A high-quality CCTV system is one of the most important investments your business can make, helping to keep your premises, employees, customers and property safe. Still, there are a wide variety of factors to consider, from how many cameras you need to whether or not you want a remote CCTV system.
CCTV must be tailored to individual businesses, which means designing the system carefully. Ultimately, your decisions here will come down to your own preferences, as well as your business requirements and circumstances. Nevertheless, in this article, we aim to help you identify the main factors to consider when designing a CCTV system.
Security needs and risks
The very first factor you need to consider when designing a CCTV system for your business is your specific security needs. It is crucial for business leaders to understand that “one size fits all” solutions are not viable, as the threats you face will be different from the threats other businesses face.
As explained in orientation published by the British Security Industry Association (BSIA), a key part of the initial planning process should focus on carrying out a threat, vulnerability and risk assessment. This will help you identify the specific security challenges your business is facing, and from there it becomes easier to design the right protection.

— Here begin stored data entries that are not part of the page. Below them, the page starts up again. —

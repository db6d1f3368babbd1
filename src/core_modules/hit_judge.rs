// THEORY:
// The `HitJudge` decides, for every ball, whether the player moved in front of
// it this tick. It compares the motion mask against the square that bounds each
// ball and calls it a hit when enough of that square moved.
//
// The area used for "enough" is the full, unclipped square `(2r)^2`, even when
// the square sticks out of the frame and only part of it can be counted. A ball
// hugging the frame edge therefore needs proportionally less visible motion to
// register. That sensitivity is part of how the game plays and is kept as is.
//
// Balls are judged in ascending index order and each verdict is applied before
// the next ball is looked at, so a correct hit that changes the target color
// changes what counts as correct for the balls after it in the same tick.

use crate::core_modules::ball::ball::{Ball, FrameSize, Point};
use crate::core_modules::ball_field::BallField;
use crate::core_modules::motion_detector::MotionMask;
use crate::core_modules::score_engine::{AudioAlert, ScoreEngine};
use log::debug;
use rand::Rng;

/// Fraction of the ball's bounding square that must move to register a hit.
const HIT_AREA_RATIO: f64 = 0.1;

/// A clipped, half-open pixel rectangle.
#[derive(Debug, Clone, Copy, PartialEq, Eq)]
pub struct Region {
    pub x0: u32,
    pub y0: u32,
    pub x1: u32,
    pub y1: u32,
}

impl Region {
    /// The square of side `2r` around the ball, clipped to `width` x `height`.
    pub fn around(ball: &Ball, width: u32, height: u32) -> Self {
        let Point { x, y } = ball.position;
        let r = ball.radius;
        let x0 = x.saturating_sub(r).min(width);
        let y0 = y.saturating_sub(r).min(height);
        Self {
            x0,
            y0,
            x1: (x + r).min(width).max(x0),
            y1: (y + r).min(height).max(y0),
        }
    }
}

/// A registered hit, reported before the ball was respawned.
#[derive(Debug, Clone, PartialEq)]
pub struct HitEvent {
    pub index: usize,
    pub is_correct: bool,
    /// Where the ball was when it was hit.
    pub position: Point,
    pub radius: u32,
    pub alert: AudioAlert,
}

#[derive(Debug, Clone, Default)]
pub struct HitJudge;

impl HitJudge {
    pub fn new() -> Self {
        Self
    }

    /// Minimum number of active pixels a ball needs to exceed to be hit.
    pub fn threshold(ball: &Ball) -> f64 {
        let side = 2.0 * ball.radius as f64;
        side * side * HIT_AREA_RATIO
    }

    /// Whether enough of the ball's bounding square moved.
    pub fn is_hit(&self, ball: &Ball, mask: &MotionMask) -> bool {
        let region = Region::around(ball, mask.width(), mask.height());
        let moved = mask.count_active(region.x0, region.y0, region.x1, region.y1);
        moved as f64 > Self::threshold(ball)
    }

    /// Judges every ball in index order, applying each hit to the score and the
    /// field before moving on.
    pub fn evaluate<R: Rng + ?Sized>(
        &self,
        mask: &MotionMask,
        frame_size: FrameSize,
        field: &mut BallField,
        score: &mut ScoreEngine,
        rng: &mut R,
    ) -> Vec<HitEvent> {
        let mut events = Vec::new();

        for index in 0..field.len() {
            let ball = field.balls()[index].clone();
            if !self.is_hit(&ball, mask) {
                continue;
            }

            let is_correct = ball.color == score.target();
            let alert = score.on_hit(is_correct, rng);
            field.reset_ball(index, frame_size, rng);
            if field.ensure_target_present(score.target()) {
                debug!("Recolored ball 0 to keep {} on screen", score.target().name());
            }

            debug!(
                "Ball {index} ({}) hit at {:?}: {}",
                ball.color.name(),
                ball.position,
                if is_correct { "correct" } else { "wrong" }
            );

            events.push(HitEvent {
                index,
                is_correct,
                position: ball.position,
                radius: ball.radius,
                alert,
            });
        }

        events
    }
}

Once you have a clear understanding of your needs, you can start to get more specific about what your CCTV system will look like, including how many cameras you need, where they should be positioned, who will need access the data, and what level of image quality will be best for the lenses you have chosen.
Beyond your specific security needs, you’ll also need to pay close attention to your company’s financial situation and stay within your budget. This can be a difficult process as it will require you to be realistic about what you can afford and then prioritize the right aspects of your monitoring system.
A good way to reduce upfront costs is to invest in a cloud video management system. Typically, with cloud video surveillance, you will pay a monthly subscription to a service provider, in exchange for using their cloud storage, surveillance software, etc. This also has the advantage of making costs more predictable.
It’s also important to think about the total costs of running your CCTV system, rather than just focusing on the initial outlay. Who will have access to the CCTV system? What training will they need? Will you have to pay for software updates? What are the estimated costs associated with resolving hardware issues?
Deployment and accessibility
Next, you’ll need to think carefully about your preferred deployment method, with the two main options being on-premises deployment or cloud-based deployment. On-premises video surveillance is the conventional approach, where you manage the system on your premises, while the cloud-based deployment works on a video surveillance as a service (VSaaS) model.
Aside from the potential to lower upfront costs, one of the reasons many businesses turn to a cloud-based remote video surveillance system is the greater affordability it offers. In particular, the cloud-based approach allows remote access to live camera footage or stored CCTV data, from anywhere in the world, using any compatible device.
Of course, using a cloud video management system has a variety of additional benefits, including the scalability and added security that comes with cloud storage. Unlike on-premises solutions, you won’t need any storage equipment, as the data will be stored securely in the cloud, with the responsibility of the service provider.
The last major factor you will need to consider when designing a CCTV system is to ensure that it will comply with all applicable laws and regulations. Basically, the specific regulations that will apply to your business could depend on factors such as the industry you are in, where your business is based, and the location of the servers.
In the European Union, for example, the General Data Protection Regulation (GDPR) governs the use of on-premises and cloud video surveillance. Even after Brexit, the UK retained the GDPR in its national law as the UK GDPR, under the terms of the Data Protection Act 2018, while many other countries’ national laws are based on principles similar.
Legislation will generally cover factors such as the purposes for which you can collect CCTV footage and how long you can store it. Using the GDPR as an example, businesses can retain data as long as necessary for the purposes for which the data is collected. Still, a system should be in place to delete data once it is no longer needed. The GDPR also requires that access to data be granted only to those who need it to perform their job.
The last word
Businesses need to invest enough in a good surveillance system if they want to keep premises, employees, customers, and equipment safe. However, the process of designing a surveillance system is multifaceted and will require you to carefully consider several key factors, including the threats you face and your budget.
On top of that, you’ll need to think about your preferred approach. Cloud-based systems are becoming popular among businesses and offer various benefits including lower start-up costs and greater accessibility. Nevertheless, you will need to take the time to fully explore your options before deciding if this is the best approach for you.
Logan Bell is Product Manager for video security solution provider cloud view and has over 20 years of experience in the technology industry.